:: The problem ::
Using the data that follows, return exactly the lines from the one that contains "that were subscribed." through the one that contains "pub async fn sensors(&self, paths: Vec<String>)", ends included.

** Record set follows **

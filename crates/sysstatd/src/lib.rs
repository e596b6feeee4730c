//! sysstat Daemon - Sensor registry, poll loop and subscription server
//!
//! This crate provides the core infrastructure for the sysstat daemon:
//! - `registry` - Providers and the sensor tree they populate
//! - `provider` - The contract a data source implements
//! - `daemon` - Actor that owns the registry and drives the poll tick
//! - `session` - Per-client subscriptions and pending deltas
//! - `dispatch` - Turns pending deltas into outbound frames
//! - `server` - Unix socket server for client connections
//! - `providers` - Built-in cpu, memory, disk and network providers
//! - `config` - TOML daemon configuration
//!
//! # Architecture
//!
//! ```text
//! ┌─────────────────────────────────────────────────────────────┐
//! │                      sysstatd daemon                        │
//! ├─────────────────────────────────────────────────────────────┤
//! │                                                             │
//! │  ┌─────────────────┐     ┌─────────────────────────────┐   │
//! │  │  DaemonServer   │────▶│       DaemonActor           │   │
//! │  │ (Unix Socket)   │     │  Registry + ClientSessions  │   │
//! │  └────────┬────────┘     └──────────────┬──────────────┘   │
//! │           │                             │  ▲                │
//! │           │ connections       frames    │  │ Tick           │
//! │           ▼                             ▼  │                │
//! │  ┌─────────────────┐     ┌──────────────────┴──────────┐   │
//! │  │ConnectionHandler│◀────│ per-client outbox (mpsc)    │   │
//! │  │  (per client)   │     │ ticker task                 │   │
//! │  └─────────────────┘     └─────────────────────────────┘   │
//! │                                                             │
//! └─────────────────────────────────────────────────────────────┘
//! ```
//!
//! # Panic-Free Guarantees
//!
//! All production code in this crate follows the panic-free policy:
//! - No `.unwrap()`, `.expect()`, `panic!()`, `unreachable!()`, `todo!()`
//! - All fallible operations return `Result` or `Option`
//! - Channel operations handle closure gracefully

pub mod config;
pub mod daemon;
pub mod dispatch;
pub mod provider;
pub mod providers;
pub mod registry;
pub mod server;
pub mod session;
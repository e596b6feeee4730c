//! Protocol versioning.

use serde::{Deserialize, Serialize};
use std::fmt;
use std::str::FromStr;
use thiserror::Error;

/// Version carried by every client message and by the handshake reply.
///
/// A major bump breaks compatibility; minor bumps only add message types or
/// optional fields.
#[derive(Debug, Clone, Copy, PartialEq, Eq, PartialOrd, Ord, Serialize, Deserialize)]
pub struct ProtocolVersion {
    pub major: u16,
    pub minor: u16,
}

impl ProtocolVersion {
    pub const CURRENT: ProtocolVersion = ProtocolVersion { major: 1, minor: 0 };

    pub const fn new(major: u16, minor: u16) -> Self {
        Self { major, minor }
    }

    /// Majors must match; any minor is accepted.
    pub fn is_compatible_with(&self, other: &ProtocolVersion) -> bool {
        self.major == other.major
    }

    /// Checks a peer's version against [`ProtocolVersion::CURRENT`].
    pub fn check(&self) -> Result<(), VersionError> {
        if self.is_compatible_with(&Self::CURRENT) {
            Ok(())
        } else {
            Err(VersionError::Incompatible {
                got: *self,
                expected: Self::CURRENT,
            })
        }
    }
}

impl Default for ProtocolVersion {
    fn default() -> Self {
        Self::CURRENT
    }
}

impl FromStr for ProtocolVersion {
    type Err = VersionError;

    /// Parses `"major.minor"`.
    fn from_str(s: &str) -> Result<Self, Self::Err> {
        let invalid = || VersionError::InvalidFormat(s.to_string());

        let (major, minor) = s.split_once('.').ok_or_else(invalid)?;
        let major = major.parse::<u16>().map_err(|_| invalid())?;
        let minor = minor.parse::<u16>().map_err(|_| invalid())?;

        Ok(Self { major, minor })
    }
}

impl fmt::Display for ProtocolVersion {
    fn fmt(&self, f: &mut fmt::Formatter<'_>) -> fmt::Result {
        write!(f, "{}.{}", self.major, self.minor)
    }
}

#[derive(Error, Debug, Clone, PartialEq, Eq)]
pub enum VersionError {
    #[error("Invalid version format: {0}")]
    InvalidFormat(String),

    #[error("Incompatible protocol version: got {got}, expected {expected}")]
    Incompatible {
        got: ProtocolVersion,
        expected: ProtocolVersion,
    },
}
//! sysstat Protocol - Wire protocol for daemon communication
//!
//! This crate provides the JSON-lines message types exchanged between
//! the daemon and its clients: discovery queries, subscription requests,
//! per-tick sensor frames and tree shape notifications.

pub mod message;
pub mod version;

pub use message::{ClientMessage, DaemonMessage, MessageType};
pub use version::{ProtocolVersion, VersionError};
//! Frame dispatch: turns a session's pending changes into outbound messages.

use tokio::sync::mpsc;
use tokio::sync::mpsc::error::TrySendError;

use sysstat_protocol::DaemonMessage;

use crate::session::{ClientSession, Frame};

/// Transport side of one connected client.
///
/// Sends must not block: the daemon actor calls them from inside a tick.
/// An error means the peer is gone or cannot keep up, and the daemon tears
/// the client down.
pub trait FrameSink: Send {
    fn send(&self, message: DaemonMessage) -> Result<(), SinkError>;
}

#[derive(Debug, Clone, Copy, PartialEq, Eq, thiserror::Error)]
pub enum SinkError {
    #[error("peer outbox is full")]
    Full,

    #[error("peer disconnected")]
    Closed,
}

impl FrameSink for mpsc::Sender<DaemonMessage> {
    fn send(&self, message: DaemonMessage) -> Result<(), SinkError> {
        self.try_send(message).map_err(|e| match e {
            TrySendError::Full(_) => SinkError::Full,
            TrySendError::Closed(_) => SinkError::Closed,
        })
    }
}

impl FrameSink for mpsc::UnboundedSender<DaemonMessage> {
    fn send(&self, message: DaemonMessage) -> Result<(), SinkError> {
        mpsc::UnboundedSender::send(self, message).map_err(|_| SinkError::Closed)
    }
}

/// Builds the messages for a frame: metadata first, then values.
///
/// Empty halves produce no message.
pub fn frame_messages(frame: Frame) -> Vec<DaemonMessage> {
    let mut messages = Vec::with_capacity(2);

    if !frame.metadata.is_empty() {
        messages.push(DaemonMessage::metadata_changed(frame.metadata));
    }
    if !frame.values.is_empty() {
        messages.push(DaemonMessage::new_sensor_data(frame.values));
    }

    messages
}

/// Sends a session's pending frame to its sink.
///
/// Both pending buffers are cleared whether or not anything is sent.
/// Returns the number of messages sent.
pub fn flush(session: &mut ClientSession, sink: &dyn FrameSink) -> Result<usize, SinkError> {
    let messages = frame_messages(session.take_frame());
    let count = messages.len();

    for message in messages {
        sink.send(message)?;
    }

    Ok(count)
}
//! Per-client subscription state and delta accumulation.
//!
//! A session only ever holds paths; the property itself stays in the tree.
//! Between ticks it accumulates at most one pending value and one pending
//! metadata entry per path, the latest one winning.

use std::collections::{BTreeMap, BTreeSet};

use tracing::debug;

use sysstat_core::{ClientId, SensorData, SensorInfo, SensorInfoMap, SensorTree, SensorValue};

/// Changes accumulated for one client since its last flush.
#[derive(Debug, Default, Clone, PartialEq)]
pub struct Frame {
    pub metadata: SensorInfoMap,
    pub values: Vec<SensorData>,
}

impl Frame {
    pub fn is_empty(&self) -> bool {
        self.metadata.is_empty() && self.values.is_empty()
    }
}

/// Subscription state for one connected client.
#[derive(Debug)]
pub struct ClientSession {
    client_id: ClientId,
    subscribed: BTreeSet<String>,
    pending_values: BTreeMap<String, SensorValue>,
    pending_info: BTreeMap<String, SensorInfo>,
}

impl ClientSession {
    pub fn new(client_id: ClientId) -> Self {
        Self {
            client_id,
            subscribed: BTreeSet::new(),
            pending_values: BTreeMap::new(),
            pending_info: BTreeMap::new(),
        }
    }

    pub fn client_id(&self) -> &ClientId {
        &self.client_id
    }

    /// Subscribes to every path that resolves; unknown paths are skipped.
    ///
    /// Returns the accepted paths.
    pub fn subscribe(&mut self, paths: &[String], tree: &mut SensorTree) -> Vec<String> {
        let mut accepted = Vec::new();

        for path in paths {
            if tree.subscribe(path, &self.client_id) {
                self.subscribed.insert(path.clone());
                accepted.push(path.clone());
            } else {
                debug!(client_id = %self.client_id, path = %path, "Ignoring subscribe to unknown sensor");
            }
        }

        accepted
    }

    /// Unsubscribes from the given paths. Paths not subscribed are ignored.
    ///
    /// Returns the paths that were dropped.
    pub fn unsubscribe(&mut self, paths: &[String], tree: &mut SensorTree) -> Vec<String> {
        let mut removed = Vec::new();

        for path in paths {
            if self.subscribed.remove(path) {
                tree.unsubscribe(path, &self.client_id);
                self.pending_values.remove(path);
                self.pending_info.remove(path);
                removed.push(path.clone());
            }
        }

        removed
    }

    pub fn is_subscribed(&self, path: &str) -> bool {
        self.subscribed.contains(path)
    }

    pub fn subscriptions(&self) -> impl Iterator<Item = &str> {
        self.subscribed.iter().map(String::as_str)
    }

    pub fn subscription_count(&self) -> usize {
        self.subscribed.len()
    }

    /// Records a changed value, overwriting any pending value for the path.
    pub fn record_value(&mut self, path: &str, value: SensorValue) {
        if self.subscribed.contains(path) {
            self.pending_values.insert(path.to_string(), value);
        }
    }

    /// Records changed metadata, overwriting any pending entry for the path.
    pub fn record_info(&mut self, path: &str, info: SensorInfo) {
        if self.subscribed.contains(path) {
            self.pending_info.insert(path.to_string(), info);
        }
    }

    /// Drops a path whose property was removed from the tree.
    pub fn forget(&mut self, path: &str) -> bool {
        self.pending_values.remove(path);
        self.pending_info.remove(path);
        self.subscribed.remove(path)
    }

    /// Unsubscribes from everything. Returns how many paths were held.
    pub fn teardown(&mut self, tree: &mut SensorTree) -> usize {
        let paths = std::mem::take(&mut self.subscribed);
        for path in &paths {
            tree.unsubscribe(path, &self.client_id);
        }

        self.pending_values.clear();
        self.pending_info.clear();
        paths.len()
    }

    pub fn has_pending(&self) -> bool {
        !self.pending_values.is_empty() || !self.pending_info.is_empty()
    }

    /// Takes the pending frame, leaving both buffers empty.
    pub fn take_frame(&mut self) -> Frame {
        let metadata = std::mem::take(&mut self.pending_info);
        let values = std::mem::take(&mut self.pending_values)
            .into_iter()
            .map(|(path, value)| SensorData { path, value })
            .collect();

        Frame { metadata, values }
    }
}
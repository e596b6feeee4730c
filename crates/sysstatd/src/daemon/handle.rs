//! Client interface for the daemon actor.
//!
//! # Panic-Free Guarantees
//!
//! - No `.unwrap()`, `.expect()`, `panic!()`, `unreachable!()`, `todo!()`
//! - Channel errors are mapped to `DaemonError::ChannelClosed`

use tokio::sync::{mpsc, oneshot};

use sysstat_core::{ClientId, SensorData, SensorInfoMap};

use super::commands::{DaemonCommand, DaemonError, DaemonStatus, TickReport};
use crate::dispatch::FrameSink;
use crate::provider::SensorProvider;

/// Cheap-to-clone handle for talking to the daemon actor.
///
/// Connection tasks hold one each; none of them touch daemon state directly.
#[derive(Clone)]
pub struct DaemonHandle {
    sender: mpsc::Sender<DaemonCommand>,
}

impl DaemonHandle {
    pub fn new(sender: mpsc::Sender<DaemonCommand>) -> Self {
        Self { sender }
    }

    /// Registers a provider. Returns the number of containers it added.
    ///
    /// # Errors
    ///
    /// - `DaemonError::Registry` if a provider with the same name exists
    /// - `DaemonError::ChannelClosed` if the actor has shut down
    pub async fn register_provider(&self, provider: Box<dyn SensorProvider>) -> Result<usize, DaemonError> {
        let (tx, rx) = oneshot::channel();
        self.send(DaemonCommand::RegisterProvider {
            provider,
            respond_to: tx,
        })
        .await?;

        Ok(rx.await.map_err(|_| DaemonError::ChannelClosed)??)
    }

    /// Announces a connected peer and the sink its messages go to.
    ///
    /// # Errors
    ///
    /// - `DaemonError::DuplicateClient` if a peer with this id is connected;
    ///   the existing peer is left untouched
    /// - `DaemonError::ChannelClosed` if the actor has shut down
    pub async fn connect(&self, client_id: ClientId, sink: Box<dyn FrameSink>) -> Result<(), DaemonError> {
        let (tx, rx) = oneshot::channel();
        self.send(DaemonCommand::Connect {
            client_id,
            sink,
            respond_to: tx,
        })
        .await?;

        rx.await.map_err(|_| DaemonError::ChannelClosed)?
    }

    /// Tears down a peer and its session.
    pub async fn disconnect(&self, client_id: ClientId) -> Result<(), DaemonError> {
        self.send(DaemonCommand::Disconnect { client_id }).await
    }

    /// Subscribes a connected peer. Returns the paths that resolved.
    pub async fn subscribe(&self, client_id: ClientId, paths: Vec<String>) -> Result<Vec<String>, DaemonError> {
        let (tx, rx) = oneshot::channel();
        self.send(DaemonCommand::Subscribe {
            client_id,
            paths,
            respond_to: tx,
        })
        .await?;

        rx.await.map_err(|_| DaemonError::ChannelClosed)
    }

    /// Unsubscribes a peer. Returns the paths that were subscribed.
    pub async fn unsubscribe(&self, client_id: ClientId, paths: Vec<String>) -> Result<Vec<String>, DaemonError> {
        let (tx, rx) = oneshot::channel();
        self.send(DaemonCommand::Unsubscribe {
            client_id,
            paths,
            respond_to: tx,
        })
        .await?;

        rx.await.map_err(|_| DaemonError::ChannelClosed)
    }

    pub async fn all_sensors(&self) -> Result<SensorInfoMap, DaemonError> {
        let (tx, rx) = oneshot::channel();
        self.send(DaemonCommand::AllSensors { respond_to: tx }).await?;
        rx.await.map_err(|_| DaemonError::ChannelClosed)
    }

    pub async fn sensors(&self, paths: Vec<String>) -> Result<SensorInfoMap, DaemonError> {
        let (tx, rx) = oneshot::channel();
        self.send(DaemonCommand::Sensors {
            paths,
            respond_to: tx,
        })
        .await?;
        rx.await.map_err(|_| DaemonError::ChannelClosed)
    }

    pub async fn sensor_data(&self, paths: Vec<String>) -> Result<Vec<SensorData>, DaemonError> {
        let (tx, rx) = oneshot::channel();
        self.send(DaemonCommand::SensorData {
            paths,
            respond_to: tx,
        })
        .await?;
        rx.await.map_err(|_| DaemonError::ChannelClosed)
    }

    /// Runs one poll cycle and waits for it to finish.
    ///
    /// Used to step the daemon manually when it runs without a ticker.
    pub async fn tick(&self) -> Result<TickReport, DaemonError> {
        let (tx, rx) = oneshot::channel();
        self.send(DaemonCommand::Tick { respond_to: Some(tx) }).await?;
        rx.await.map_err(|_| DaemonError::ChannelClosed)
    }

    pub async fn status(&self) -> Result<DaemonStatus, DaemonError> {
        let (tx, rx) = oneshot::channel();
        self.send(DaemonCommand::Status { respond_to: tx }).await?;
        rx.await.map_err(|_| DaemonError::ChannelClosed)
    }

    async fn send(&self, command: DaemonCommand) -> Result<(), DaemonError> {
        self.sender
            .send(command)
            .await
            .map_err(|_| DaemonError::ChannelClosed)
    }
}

** End of Record set **

:: Final answer ::
    /// Unsubscribes a peer. Returns the paths that were subscribed.
    pub async fn unsubscribe(&self, client_id: ClientId, paths: Vec<String>) -> Result<Vec<String>, DaemonError> {
        let (tx, rx) = oneshot::channel();
        self.send(DaemonCommand::Unsubscribe {
            client_id,
            paths,
            respond_to: tx,
        })
        .await?;

        rx.await.map_err(|_| DaemonError::ChannelClosed)
    }

    pub async fn all_sensors(&self) -> Result<SensorInfoMap, DaemonError> {
        let (tx, rx) = oneshot::channel();
        self.send(DaemonCommand::AllSensors { respond_to: tx }).await?;
        rx.await.map_err(|_| DaemonError::ChannelClosed)
    }

    pub async fn sensors(&self, paths: Vec<String>) -> Result<SensorInfoMap, DaemonError> {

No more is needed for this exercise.